Task details -
A single stretch of the material below is to be transcribed exactly, starting at the line with "filename crates/toxwire/src/translate.rs" and ending after the line with "pub fn count(code: i32, op: &'static".

Records supplied -
• • •

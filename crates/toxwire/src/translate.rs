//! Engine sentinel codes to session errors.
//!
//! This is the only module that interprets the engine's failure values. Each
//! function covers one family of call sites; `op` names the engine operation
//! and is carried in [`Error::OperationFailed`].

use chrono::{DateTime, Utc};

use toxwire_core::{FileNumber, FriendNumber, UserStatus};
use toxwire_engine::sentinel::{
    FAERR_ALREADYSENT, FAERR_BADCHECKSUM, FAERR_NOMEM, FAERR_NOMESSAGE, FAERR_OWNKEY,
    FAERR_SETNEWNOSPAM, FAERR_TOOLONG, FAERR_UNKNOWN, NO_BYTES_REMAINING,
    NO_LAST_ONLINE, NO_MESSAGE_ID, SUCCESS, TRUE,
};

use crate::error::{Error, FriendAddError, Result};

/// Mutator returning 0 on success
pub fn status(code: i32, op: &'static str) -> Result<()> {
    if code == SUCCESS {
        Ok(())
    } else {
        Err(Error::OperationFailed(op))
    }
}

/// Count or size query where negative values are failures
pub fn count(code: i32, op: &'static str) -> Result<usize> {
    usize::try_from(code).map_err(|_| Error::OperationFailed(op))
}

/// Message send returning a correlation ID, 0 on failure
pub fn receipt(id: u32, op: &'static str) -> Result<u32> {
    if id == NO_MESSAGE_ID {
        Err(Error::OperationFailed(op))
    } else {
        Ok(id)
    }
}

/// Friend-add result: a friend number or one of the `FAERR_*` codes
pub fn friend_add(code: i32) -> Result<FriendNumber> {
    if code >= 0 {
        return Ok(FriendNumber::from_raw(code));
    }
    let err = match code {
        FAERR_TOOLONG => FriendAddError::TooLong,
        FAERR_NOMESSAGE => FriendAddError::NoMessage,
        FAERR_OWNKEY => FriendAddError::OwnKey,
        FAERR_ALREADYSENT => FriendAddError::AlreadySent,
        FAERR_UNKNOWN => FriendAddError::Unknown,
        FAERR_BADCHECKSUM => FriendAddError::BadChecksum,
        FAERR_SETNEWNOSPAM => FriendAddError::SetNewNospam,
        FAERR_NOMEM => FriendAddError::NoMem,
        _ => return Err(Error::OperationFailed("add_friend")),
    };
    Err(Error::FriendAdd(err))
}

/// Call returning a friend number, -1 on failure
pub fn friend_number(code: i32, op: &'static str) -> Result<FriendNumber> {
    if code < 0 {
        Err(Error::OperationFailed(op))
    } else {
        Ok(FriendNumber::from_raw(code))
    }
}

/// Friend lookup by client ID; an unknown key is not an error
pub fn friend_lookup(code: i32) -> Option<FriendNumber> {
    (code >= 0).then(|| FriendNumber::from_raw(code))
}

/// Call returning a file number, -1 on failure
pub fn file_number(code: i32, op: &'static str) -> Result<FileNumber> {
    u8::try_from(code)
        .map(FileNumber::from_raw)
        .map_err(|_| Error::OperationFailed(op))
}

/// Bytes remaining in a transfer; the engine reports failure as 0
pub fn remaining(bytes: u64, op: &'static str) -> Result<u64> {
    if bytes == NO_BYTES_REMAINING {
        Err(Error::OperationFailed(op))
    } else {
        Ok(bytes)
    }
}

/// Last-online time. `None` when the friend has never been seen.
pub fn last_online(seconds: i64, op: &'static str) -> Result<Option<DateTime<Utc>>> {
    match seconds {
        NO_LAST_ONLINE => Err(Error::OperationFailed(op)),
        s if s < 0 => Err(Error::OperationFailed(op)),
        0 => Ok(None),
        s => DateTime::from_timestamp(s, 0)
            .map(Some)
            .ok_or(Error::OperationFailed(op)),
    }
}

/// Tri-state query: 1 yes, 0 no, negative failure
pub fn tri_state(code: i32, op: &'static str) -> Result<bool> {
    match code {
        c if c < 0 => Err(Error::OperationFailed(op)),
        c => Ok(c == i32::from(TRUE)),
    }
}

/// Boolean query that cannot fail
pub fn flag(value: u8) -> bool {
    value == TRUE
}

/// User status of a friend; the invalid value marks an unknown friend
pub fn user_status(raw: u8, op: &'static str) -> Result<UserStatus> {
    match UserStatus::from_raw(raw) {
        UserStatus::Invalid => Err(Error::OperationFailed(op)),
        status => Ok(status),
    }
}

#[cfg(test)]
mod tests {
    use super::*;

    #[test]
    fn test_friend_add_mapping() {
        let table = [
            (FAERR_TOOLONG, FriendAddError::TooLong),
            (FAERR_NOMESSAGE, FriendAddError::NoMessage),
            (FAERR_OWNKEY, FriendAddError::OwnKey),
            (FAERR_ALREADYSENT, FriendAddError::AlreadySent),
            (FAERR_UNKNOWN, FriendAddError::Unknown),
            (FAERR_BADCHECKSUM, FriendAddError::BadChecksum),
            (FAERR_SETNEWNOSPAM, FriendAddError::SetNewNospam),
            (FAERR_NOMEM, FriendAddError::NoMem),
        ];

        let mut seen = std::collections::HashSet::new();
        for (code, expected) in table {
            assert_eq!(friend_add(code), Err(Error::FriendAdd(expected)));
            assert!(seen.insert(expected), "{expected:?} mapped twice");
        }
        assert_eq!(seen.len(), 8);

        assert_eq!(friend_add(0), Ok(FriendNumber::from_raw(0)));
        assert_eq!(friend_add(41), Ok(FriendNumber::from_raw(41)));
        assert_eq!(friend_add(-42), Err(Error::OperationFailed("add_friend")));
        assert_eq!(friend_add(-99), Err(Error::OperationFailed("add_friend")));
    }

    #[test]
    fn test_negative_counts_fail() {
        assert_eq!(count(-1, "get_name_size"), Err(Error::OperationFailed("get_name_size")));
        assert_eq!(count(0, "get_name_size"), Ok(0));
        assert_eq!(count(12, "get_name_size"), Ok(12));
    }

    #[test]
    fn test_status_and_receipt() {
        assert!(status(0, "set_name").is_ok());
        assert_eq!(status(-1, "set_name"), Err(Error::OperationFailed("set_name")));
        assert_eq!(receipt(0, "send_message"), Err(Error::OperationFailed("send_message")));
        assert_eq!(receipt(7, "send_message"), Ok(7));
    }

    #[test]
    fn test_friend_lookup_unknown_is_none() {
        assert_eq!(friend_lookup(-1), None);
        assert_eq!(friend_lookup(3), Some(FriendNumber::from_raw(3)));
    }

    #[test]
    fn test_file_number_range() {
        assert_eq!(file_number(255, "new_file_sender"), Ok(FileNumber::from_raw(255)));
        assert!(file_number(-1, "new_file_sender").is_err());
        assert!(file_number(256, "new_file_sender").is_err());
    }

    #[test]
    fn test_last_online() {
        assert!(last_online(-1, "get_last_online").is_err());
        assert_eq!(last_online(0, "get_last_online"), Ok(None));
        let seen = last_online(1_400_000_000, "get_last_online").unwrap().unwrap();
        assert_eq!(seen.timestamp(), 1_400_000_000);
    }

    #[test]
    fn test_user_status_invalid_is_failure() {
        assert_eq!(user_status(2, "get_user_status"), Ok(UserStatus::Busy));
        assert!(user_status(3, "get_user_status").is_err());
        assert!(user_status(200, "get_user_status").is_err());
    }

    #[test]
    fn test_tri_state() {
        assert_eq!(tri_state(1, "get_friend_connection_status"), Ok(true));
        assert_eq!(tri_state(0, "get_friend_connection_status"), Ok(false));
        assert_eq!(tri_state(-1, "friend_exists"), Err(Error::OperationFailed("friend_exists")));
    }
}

• • •

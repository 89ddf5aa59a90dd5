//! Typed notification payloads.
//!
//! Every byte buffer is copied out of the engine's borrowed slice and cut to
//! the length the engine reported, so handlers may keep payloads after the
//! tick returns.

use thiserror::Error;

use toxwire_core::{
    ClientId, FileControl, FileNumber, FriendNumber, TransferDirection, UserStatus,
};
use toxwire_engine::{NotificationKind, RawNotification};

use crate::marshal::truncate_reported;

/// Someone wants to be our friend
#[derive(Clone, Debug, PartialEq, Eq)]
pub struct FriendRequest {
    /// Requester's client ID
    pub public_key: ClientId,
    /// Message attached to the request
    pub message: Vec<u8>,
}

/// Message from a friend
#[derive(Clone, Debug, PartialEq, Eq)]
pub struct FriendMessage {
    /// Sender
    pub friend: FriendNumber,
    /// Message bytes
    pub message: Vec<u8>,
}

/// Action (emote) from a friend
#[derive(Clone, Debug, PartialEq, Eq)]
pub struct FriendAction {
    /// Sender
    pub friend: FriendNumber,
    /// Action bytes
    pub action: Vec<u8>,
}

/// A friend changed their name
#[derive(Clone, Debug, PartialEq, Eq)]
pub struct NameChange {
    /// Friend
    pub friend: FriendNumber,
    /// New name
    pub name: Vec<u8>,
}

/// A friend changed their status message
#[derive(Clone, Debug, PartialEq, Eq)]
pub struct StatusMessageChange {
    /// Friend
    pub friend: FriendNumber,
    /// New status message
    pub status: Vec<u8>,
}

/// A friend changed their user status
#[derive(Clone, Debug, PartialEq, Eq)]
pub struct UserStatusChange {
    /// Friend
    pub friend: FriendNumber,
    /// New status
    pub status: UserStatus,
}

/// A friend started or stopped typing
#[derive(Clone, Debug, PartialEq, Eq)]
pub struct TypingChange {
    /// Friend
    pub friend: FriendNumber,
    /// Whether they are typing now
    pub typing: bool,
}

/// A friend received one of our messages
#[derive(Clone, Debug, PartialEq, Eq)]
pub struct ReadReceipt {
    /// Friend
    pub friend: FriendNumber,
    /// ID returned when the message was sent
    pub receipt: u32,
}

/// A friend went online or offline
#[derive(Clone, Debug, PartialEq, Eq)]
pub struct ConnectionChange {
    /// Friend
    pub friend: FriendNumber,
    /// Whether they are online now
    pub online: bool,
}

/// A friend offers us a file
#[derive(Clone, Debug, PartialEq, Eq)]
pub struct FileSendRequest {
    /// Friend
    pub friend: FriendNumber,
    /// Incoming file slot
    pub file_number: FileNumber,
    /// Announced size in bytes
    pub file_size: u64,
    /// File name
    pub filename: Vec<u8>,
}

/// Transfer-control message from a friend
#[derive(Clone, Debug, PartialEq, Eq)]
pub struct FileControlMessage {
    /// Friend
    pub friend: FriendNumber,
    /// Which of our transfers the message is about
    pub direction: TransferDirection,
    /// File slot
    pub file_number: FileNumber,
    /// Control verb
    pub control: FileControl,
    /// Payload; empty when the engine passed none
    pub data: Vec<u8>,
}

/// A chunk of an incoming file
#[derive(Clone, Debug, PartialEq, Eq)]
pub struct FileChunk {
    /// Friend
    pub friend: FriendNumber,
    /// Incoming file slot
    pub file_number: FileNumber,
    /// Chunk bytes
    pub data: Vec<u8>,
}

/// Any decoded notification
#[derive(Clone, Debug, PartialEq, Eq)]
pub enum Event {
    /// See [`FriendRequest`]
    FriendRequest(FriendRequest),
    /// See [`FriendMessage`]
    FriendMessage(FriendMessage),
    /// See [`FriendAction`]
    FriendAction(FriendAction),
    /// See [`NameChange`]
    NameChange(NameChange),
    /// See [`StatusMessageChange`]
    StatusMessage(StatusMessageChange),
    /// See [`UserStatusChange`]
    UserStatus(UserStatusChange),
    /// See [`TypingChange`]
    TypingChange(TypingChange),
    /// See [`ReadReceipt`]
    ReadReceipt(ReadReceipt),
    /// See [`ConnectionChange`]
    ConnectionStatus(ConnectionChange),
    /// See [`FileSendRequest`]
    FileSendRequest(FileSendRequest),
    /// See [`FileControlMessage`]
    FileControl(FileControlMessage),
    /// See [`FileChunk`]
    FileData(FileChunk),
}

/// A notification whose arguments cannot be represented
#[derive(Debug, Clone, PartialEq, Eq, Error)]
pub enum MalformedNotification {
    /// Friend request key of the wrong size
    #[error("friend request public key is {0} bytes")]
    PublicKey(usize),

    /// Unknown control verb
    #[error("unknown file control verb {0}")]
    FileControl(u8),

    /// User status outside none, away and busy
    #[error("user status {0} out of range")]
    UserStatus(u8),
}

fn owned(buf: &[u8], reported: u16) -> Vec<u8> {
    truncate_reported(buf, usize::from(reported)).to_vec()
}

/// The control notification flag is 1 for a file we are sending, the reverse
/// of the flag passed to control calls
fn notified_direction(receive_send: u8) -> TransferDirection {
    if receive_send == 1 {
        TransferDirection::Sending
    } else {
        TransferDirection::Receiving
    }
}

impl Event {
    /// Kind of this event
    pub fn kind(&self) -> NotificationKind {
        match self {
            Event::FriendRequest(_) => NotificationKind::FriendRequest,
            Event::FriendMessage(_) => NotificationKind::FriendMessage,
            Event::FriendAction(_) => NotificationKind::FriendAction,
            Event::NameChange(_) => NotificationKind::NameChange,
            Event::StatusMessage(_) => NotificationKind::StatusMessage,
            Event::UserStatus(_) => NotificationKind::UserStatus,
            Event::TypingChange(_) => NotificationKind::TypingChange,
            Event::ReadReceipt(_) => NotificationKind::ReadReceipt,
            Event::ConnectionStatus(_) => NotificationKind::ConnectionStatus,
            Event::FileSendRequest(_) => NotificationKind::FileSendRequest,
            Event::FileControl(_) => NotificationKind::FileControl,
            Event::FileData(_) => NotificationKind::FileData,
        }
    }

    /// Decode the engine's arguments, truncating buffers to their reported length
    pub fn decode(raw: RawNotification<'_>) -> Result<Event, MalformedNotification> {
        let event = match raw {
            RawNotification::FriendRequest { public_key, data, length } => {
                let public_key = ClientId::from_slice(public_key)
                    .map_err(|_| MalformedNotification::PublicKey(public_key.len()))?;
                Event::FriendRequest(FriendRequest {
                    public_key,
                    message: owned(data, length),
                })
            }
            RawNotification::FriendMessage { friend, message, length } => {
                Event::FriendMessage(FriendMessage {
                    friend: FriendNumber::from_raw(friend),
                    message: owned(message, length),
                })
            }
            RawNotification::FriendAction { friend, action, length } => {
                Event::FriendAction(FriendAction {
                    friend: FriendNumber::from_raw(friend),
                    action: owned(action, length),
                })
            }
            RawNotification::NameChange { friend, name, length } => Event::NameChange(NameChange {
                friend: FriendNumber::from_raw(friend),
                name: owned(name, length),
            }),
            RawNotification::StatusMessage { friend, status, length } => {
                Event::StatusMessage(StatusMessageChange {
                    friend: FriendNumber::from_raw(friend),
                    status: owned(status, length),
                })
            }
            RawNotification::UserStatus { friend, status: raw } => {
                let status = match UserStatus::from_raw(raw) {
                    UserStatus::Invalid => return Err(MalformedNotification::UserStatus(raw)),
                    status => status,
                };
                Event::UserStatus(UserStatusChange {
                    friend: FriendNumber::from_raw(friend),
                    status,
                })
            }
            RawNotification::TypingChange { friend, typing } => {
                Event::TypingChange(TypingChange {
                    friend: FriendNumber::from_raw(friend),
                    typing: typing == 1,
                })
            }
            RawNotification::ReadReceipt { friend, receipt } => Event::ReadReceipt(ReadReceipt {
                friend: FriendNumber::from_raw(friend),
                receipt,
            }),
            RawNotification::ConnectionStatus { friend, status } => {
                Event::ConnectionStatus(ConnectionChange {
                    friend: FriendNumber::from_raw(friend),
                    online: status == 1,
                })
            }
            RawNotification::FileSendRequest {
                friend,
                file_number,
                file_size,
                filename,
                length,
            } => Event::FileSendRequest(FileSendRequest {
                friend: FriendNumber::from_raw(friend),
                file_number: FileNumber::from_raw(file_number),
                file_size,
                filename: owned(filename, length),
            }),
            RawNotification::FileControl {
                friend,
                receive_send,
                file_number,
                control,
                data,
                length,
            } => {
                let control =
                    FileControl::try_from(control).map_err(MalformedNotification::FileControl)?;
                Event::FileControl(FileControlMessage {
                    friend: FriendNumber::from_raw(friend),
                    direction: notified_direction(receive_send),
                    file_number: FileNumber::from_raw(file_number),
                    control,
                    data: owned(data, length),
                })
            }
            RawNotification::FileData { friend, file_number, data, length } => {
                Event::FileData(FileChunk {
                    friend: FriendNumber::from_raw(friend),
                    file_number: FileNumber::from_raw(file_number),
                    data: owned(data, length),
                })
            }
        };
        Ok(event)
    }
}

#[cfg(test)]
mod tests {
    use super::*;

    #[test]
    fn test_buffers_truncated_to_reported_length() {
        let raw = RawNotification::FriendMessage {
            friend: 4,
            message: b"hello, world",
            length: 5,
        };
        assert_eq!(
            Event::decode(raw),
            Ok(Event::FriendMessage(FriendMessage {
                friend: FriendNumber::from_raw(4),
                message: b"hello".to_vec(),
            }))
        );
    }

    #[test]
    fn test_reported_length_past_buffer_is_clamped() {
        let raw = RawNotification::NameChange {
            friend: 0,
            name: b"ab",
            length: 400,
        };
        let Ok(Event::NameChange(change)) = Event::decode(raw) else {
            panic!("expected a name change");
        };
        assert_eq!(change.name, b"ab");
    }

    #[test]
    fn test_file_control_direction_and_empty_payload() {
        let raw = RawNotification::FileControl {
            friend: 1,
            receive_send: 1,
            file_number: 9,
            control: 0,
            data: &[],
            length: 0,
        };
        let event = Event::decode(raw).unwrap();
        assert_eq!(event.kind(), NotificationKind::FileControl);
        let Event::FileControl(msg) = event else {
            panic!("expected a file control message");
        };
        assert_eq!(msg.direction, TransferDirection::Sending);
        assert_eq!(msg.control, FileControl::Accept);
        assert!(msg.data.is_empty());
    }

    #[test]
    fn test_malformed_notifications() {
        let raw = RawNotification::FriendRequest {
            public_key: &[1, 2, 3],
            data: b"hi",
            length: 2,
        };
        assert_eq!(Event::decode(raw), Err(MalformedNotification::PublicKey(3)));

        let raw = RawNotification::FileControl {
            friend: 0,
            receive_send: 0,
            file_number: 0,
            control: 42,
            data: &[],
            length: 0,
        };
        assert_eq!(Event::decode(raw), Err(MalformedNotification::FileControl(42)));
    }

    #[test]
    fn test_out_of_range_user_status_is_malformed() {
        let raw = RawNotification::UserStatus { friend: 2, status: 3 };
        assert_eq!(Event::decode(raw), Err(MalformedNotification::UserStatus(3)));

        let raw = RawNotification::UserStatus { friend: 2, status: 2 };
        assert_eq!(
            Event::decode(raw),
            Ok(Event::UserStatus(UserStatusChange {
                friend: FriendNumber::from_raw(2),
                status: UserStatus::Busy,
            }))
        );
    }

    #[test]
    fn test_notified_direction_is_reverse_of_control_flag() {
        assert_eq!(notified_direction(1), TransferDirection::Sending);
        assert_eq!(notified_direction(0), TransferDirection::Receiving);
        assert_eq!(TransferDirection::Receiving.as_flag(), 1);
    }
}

• • •

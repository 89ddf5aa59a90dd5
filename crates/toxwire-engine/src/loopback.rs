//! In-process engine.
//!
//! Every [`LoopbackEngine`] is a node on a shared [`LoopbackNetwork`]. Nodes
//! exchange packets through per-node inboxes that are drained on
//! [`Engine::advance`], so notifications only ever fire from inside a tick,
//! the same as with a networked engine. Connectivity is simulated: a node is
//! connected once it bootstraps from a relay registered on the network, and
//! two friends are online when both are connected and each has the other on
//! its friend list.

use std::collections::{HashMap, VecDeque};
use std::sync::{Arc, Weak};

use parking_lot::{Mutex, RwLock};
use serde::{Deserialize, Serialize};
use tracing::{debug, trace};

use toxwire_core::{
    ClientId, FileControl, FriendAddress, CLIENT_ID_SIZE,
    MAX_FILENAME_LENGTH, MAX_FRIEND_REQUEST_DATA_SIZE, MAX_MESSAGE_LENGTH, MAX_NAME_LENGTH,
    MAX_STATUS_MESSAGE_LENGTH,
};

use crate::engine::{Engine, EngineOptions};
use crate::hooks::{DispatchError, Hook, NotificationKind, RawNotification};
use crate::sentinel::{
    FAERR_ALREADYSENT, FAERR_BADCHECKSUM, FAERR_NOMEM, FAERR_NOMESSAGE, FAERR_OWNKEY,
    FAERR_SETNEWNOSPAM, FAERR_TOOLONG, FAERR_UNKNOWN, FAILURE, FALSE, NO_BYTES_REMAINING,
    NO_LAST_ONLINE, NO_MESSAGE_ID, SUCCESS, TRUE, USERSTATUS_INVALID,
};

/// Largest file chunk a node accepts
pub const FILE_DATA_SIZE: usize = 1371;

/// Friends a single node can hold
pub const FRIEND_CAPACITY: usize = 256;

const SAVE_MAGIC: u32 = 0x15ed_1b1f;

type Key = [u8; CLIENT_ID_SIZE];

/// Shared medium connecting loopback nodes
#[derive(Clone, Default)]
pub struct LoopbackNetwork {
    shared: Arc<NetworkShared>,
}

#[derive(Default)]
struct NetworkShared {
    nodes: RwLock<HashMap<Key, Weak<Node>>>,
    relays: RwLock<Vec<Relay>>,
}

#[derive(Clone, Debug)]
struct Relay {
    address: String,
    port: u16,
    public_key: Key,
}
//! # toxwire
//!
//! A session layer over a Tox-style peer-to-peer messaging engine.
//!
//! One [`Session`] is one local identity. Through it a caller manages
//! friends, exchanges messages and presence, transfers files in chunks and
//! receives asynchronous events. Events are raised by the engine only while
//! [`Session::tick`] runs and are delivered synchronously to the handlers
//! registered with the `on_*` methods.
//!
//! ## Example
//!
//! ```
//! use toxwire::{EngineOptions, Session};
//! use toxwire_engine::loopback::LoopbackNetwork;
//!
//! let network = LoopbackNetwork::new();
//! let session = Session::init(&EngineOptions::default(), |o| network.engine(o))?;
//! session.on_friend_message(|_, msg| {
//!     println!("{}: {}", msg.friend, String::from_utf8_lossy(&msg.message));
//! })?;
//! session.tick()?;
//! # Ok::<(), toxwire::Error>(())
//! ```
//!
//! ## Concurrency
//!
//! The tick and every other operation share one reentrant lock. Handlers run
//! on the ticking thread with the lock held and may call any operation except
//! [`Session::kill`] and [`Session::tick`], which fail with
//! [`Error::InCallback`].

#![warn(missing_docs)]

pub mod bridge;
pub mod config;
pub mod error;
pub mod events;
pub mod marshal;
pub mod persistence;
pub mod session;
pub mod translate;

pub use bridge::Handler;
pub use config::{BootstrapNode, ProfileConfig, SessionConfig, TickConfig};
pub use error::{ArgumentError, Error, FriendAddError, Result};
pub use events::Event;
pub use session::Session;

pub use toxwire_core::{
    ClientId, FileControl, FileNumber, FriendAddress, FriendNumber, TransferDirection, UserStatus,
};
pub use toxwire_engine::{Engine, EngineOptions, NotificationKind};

• • •

Written response -
filename crates/toxwire/src/translate.rs
//! Engine sentinel codes to session errors.
//!
//! This is the only module that interprets the engine's failure values. Each
//! function covers one family of call sites; `op` names the engine operation
//! and is carried in [`Error::OperationFailed`].

use chrono::{DateTime, Utc};

use toxwire_core::{FileNumber, FriendNumber, UserStatus};
use toxwire_engine::sentinel::{
    FAERR_ALREADYSENT, FAERR_BADCHECKSUM, FAERR_NOMEM, FAERR_NOMESSAGE, FAERR_OWNKEY,
    FAERR_SETNEWNOSPAM, FAERR_TOOLONG, FAERR_UNKNOWN, NO_BYTES_REMAINING,
    NO_LAST_ONLINE, NO_MESSAGE_ID, SUCCESS, TRUE,
};

use crate::error::{Error, FriendAddError, Result};

/// Mutator returning 0 on success
pub fn status(code: i32, op: &'static str) -> Result<()> {
    if code == SUCCESS {
        Ok(())
    } else {
        Err(Error::OperationFailed(op))
    }
}

/// Count or size query where negative values are failures
pub fn count(code: i32, op: &'static str) -> Result<usize> {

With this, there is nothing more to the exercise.